[INFORMATION PROVIDED Boundary: Start]

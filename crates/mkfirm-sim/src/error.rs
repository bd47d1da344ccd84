//! Error types for the simulator.
//!
//! In-simulation scheduling outcomes ([`SchedulerError`], [`TaskError`]) are
//! values the driver folds into an [`ExitCondition`](crate::ExitCondition).
//! [`SimulationError`] is reserved for misuse of the public API.

use thiserror::Error;

use crate::job::JobHandle;
use crate::time::{Interval, TaskId, Time};

/// Errors raised while building or reading an (m,k) window.
#[derive(Debug, Clone, Copy, PartialEq, Eq, Error)]
pub enum MkError {
    /// The window is packed into a `u64`, so `k` cannot exceed 64.
    #[error("(m,k) window of size {k} exceeds the 64-slot limit")]
    WindowTooLarge {
        /// Requested window size.
        k: u32,
    },

    /// `k` must be positive and `m` may not exceed it.
    #[error("invalid (m,k) constraint ({m},{k})")]
    InvalidWindow {
        /// Required successes.
        m: u32,
        /// Window size.
        k: u32,
    },
}

/// Errors raised by task construction and job bookkeeping.
#[derive(Debug, Clone, PartialEq, Eq, Error)]
pub enum TaskError {
    /// A task parameter is out of range.
    #[error("invalid task parameter: {0}")]
    InvalidParameter(String),

    /// The (m,k) window could not be built.
    #[error(transparent)]
    Window(#[from] MkError),

    /// Completion or cancellation found no job behind the handle.
    #[error("{0} is not held by the job arena")]
    UnknownJob(JobHandle),

    /// A job was handed to a task that did not spawn it.
    #[error("{job} belongs to task {owner}, not task {task}")]
    ForeignJob {
        /// Task that received the job.
        task: TaskId,
        /// Task that spawned the job.
        owner: TaskId,
        /// The job handle.
        job: JobHandle,
    },
}

impl TaskError {
    /// Create an invalid parameter error.
    #[must_use]
    pub fn invalid_parameter(reason: impl Into<String>) -> Self {
        Self::InvalidParameter(reason.into())
    }

    pub(crate) fn require_positive(name: &str, value: Interval) -> TaskResult<()> {
        if value <= 0 {
            return Err(Self::invalid_parameter(format!(
                "{name} must be positive, got {value}"
            )));
        }
        Ok(())
    }
}

/// Failures a scheduler reports from `init_step`, `schedule` or `dispatch`.
#[derive(Debug, Clone, Copy, PartialEq, Eq, Error)]
pub enum SchedulerError {
    /// `dispatch` was called with a time that did not advance.
    #[error("time did not advance: last dispatch at {last}, now {now}")]
    NonMonotonicTime {
        /// Time of the previous dispatch.
        last: Time,
        /// Offending time argument.
        now: Time,
    },

    /// A handle in the scheduler's working set has no job behind it.
    #[error("{0} is not held by the job arena")]
    UnknownJob(JobHandle),

    /// A job refers to a task outside the task set.
    #[error("task {0} is not part of the task set")]
    UnknownTask(TaskId),

    /// Jobs were added or removed after the last `schedule` call.
    #[error("job list changed since the last schedule call")]
    JobListChanged,
}

/// Misuse of the simulation API.
#[derive(Debug, Clone, PartialEq, Eq, Error)]
pub enum SimulationError {
    /// `run` or `finalise` called after the simulation was finalised.
    #[error("simulation already finalised")]
    AlreadyFinalised,

    /// No scheduler is registered under the identifier.
    #[error("unknown scheduler: {0}")]
    UnknownScheduler(String),

    /// Two tasks in the set share an identifier.
    #[error("duplicate task id {0}")]
    DuplicateTask(TaskId),

    /// A configuration value is out of range.
    #[error("invalid configuration: {0}")]
    InvalidConfig(String),

    /// A task could not be built.
    #[error(transparent)]
    Task(#[from] TaskError),
}

impl SimulationError {
    /// Create an invalid configuration error.
    #[must_use]
    pub fn invalid_config(reason: impl Into<String>) -> Self {
        Self::InvalidConfig(reason.into())
    }
}

/// A specialized `Result` type for (m,k) window operations.
pub type MkResult<T> = std::result::Result<T, MkError>;

/// A specialized `Result` type for task operations.
pub type TaskResult<T> = std::result::Result<T, TaskError>;

/// A specialized `Result` type for scheduler operations.
pub type SchedulerResult<T> = std::result::Result<T, SchedulerError>;

/// A specialized `Result` type for simulation API calls.
pub type SimulationResult<T> = std::result::Result<T, SimulationError>;

#[cfg(test)]
mod tests {
    use super::*;

    #[test]
    fn test_error_display() {
        let err = MkError::WindowTooLarge { k: 65 };
        assert!(err.to_string().contains("65"));

        let err = SchedulerError::NonMonotonicTime { last: 4, now: 4 };
        assert_eq!(err.to_string(), "time did not advance: last dispatch at 4, now 4");

        let err = TaskError::ForeignJob {
            task: 1,
            owner: 2,
            job: JobHandle::from_raw(7),
        };
        assert!(err.to_string().contains("job#7"));
    }

    #[test]
    fn test_window_error_is_transparent() {
        let err: TaskError = MkError::InvalidWindow { m: 4, k: 3 }.into();
        assert_eq!(err.to_string(), "invalid (m,k) constraint (4,3)");

        let err: SimulationError = err.into();
        assert!(matches!(err, SimulationError::Task(TaskError::Window(_))));
    }

    #[test]
    fn test_require_positive() {
        assert_eq!(TaskError::require_positive("period", 5), Ok(()));
        assert!(matches!(
            TaskError::require_positive("period", 0),
            Err(TaskError::InvalidParameter(_))
        ));
    }
}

[INFORMATION PROVIDED Boundary: End]

WORK TO BE COMPLETED => Retype each entry exactly, leaving none of them out.

TASK RESPONSE =>
filename crates/mkfirm-sim/src/error.rs
repository bd47d1da344ccd84
//! Error types for the simulator.
//!
//! In-simulation scheduling outcomes ([`SchedulerError`], [`TaskError`]) are
//! values the driver folds into an [`ExitCondition`](crate::ExitCondition).
//! [`SimulationError`] is reserved for misuse of the public API.

use thiserror::Error;

use crate::job::JobHandle;
use crate::time::{Interval, TaskId, Time};

/// Errors raised while building or reading an (m,k) window.
#[derive(Debug, Clone, Copy, PartialEq, Eq, Error)]
pub enum MkError {
    /// The window is packed into a `u64`, so `k` cannot exceed 64.
    #[error("(m,k) window of size {k} exceeds the 64-slot limit")]
    WindowTooLarge {
        /// Requested window size.
        k: u32,
    },

    /// `k` must be positive and `m` may not exceed it.
    #[error("invalid (m,k) constraint ({m},{k})")]
    InvalidWindow {
        /// Required successes.
        m: u32,
        /// Window size.
        k: u32,
    },
}

/// Errors raised by task construction and job bookkeeping.
#[derive(Debug, Clone, PartialEq, Eq, Error)]
pub enum TaskError {
    /// A task parameter is out of range.
    #[error("invalid task parameter: {0}")]
    InvalidParameter(String),

    /// The (m,k) window could not be built.
    #[error(transparent)]
    Window(#[from] MkError),

    /// Completion or cancellation found no job behind the handle.
    #[error("{0} is not held by the job arena")]
    UnknownJob(JobHandle),

    /// A job was handed to a task that did not spawn it.
    #[error("{job} belongs to task {owner}, not task {task}")]
    ForeignJob {
        /// Task that received the job.
        task: TaskId,
        /// Task that spawned the job.
        owner: TaskId,
        /// The job handle.
        job: JobHandle,
    },
}

impl TaskError {
    /// Create an invalid parameter error.
    #[must_use]
    pub fn invalid_parameter(reason: impl Into<String>) -> Self {
        Self::InvalidParameter(reason.into())
    }

    pub(crate) fn require_positive(name: &str, value: Interval) -> TaskResult<()> {
        if value <= 0 {
            return Err(Self::invalid_parameter(format!(
                "{name} must be positive, got {value}"
            )));
        }
        Ok(())
    }
}

/// Failures a scheduler reports from `init_step`, `schedule` or `dispatch`.
#[derive(Debug, Clone, Copy, PartialEq, Eq, Error)]
pub enum SchedulerError {
    /// `dispatch` was called with a time that did not advance.
    #[error("time did not advance: last dispatch at {last}, now {now}")]
    NonMonotonicTime {
        /// Time of the previous dispatch.
        last: Time,
        /// Offending time argument.
        now: Time,
    },

    /// A handle in the scheduler's working set has no job behind it.
    #[error("{0} is not held by the job arena")]
    UnknownJob(JobHandle),

    /// A job refers to a task outside the task set.
    #[error("task {0} is not part of the task set")]
    UnknownTask(TaskId),

    /// Jobs were added or removed after the last `schedule` call.
    #[error("job list changed since the last schedule call")]
    JobListChanged,
}

/// Misuse of the simulation API.
#[derive(Debug, Clone, PartialEq, Eq, Error)]
pub enum SimulationError {
    /// `run` or `finalise` called after the simulation was finalised.
    #[error("simulation already finalised")]
    AlreadyFinalised,

    /// No scheduler is registered under the identifier.
    #[error("unknown scheduler: {0}")]
    UnknownScheduler(String),

    /// Two tasks in the set share an identifier.
    #[error("duplicate task id {0}")]
    DuplicateTask(TaskId),

    /// A configuration value is out of range.
    #[error("invalid configuration: {0}")]
    InvalidConfig(String),

    /// A task could not be built.
    #[error(transparent)]
    Task(#[from] TaskError),
}

impl SimulationError {
    /// Create an invalid configuration error.
    #[must_use]
    pub fn invalid_config(reason: impl Into<String>) -> Self {
        Self::InvalidConfig(reason.into())
    }
}

/// A specialized `Result` type for (m,k) window operations.
pub type MkResult<T> = std::result::Result<T, MkError>;

/// A specialized `Result` type for task operations.
pub type TaskResult<T> = std::result::Result<T, TaskError>;

/// A specialized `Result` type for scheduler operations.
pub type SchedulerResult<T> = std::result::Result<T, SchedulerError>;

/// A specialized `Result` type for simulation API calls.
pub type SimulationResult<T> = std::result::Result<T, SimulationError>;

#[cfg(test)]
mod tests {
    use super::*;

    #[test]
    fn test_error_display() {
        let err = MkError::WindowTooLarge { k: 65 };
        assert!(err.to_string().contains("65"));

        let err = SchedulerError::NonMonotonicTime { last: 4, now: 4 };
        assert_eq!(err.to_string(), "time did not advance: last dispatch at 4, now 4");

        let err = TaskError::ForeignJob {
            task: 1,
            owner: 2,
            job: JobHandle::from_raw(7),
        };
        assert!(err.to_string().contains("job#7"));
    }

    #[test]
    fn test_window_error_is_transparent() {
        let err: TaskError = MkError::InvalidWindow { m: 4, k: 3 }.into();
        assert_eq!(err.to_string(), "invalid (m,k) constraint (4,3)");

        let err: SimulationError = err.into();
        assert!(matches!(err, SimulationError::Task(TaskError::Window(_))));
    }

    #[test]
    fn test_require_positive() {
        assert_eq!(TaskError::require_positive("period", 5), Ok(()));
        assert!(matches!(
            TaskError::require_positive("period", 0),
            Err(TaskError::InvalidParameter(_))
        ));
    }
}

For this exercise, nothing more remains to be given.